Frage 5: Die Demokratisierung des Wissens ist in aller Munde, Open Access setzt sich zunehmend durch und Experten sind nicht mehr nur Vertreter der universitären Elfenbeintürme, sondern zunehmend auch reflektierte Menschen aus der Praxis. Prinzipiell kann also jede und jeder einen Beitrag zur Beantwortung herausfordernder Fragestellungen leisten. Wo siehst Du Deinen persönlichen Beitrag in der Debatte um die Zukunft einer menschengerechten und zugleich wirtschaftlich tragfähigen Arbeitswelt?
Als Wissenschaftler hat man das Privileg, sich langfristig mit gesellschaftlichen Herausforderungen zu beschäftigen. Via Lehre, Forschung und Transfer gibt es viele Möglichkeiten, zu zentralen Debatten beizutragen. Persönlich tue ich dieses durch Lehrveranstaltungen mit Praxisbezug, Beiträge in Zeitschriften, Vorträge und Diskussionen, Interviews, Beiratsrollen und auch durch Grundlagenforschung.
Viele Wissenschaftler*innen gehen direkt in den Dialog mit der Gesellschaft. Wir müssen hierfür das selbst auferlegte Schweigegelübde brechen, auch wenn wir uns damit aus der Komfortzone hinausbewegen müssen.
Wir sollten allerdings nicht unterschätzen, dass ein Beitrag für die Gesellschaft nicht sofort in die Gesellschaft getragen werden muss, sondern Wissenschaft auch ein Gewächshaus für Ideen ist, in dem neue Gedanken behutsam diskutiert und gemeinsam weiterentwickelt werden.

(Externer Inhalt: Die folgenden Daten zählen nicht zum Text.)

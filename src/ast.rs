use std::fmt;

#[derive(Debug, PartialEq, Eq, Clone, Copy)]
pub enum Segment {
    Constant,
    Local,
    Static,
    Argument,
    This,
    That,
    Pointer,
    Temp,
}

impl Segment {
    pub fn name(&self) -> &'static str {
        match self {
            Segment::Constant => "constant",
            Segment::Local => "local",
            Segment::Static => "static",
            Segment::Argument => "argument",
            Segment::This => "this",
            Segment::That => "that",
            Segment::Pointer => "pointer",
            Segment::Temp => "temp",
        }
    }

    /// Largest index the segment can address, if it is bounded.
    pub fn max_index(&self) -> Option<u16> {
        match self {
            Segment::Constant => Some(32767),
            Segment::Pointer => Some(1),
            Segment::Temp => Some(7),
            _ => None,
        }
    }
}

impl fmt::Display for Segment {
    fn fmt(&self, f: &mut fmt::Formatter<'_>) -> fmt::Result {
        f.write_str(self.name())
    }
}

#[derive(Debug, PartialEq, Eq, Clone)]
pub enum Command {
    // Stack Basics
    Push(Segment, u16),
    Pop(Segment, u16),
    Add,
    Sub,
    Neg,
    Eq,
    Gt,
    Lt,
    And,
    Or,
    Not,

    // Control
    Label(String),
    Goto(String),
    IfGoto(String),

    // Functions
    Function(String, u16),
    Call(String, u16),
    Return,
}

#[cfg(test)]
impl Command {
    /// Net change in stack depth, for commands that have a fixed one.
    pub fn stack_delta(&self) -> Option<i32> {
        use Command::*;
        match self {
            Push(..) => Some(1),
            Pop(..) | Add | Sub | Eq | Gt | Lt | And | Or | IfGoto(_) => Some(-1),
            Neg | Not | Label(_) | Goto(_) => Some(0),
            Function(..) | Call(..) | Return => None,
        }
    }
}

impl fmt::Display for Command {
    fn fmt(&self, f: &mut fmt::Formatter<'_>) -> fmt::Result {
        use Command::*;
        match self {
            Push(seg, arg) => write!(f, "push {} {}", seg, arg),
            Pop(seg, arg) => write!(f, "pop {} {}", seg, arg),
            Add => f.write_str("add"),
            Sub => f.write_str("sub"),
            Neg => f.write_str("neg"),
            Eq => f.write_str("eq"),
            Gt => f.write_str("gt"),
            Lt => f.write_str("lt"),
            And => f.write_str("and"),
            Or => f.write_str("or"),
            Not => f.write_str("not"),
            Label(sym) => write!(f, "label {}", sym),
            Goto(sym) => write!(f, "goto {}", sym),
            IfGoto(sym) => write!(f, "if-goto {}", sym),
            Function(name, locals) => write!(f, "function {} {}", name, locals),
            Call(name, args) => write!(f, "call {} {}", name, args),
            Return => f.write_str("return"),
        }
    }
}

#[test]
fn test_display_matches_vm_syntax() {
    assert_eq!(Command::Push(Segment::Argument, 2).to_string(), "push argument 2");
    assert_eq!(Command::IfGoto("LOOP".into()).to_string(), "if-goto LOOP");
    assert_eq!(Command::Call("Math.mul".into(), 2).to_string(), "call Math.mul 2");
    assert_eq!(Command::Return.to_string(), "return");
}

Das Gespräch von Wissenschaft mit Gesellschaft ist also ein Balanceakt für jede*n einzelne*n wie auch für die Institutionen. Wir brauchen mehr Unterstützung und Möglichkeiten, den Diskurs voranzutreiben bei gleichzeitiger Wertschätzung für Grundlagenforschung. Das ist auch etwas, was wir am Humboldt Institut für Internet und Gesellschaft versuchen: exzellente Forschung und gesellschaftliches Wirken unter ein Dach zu bekommen.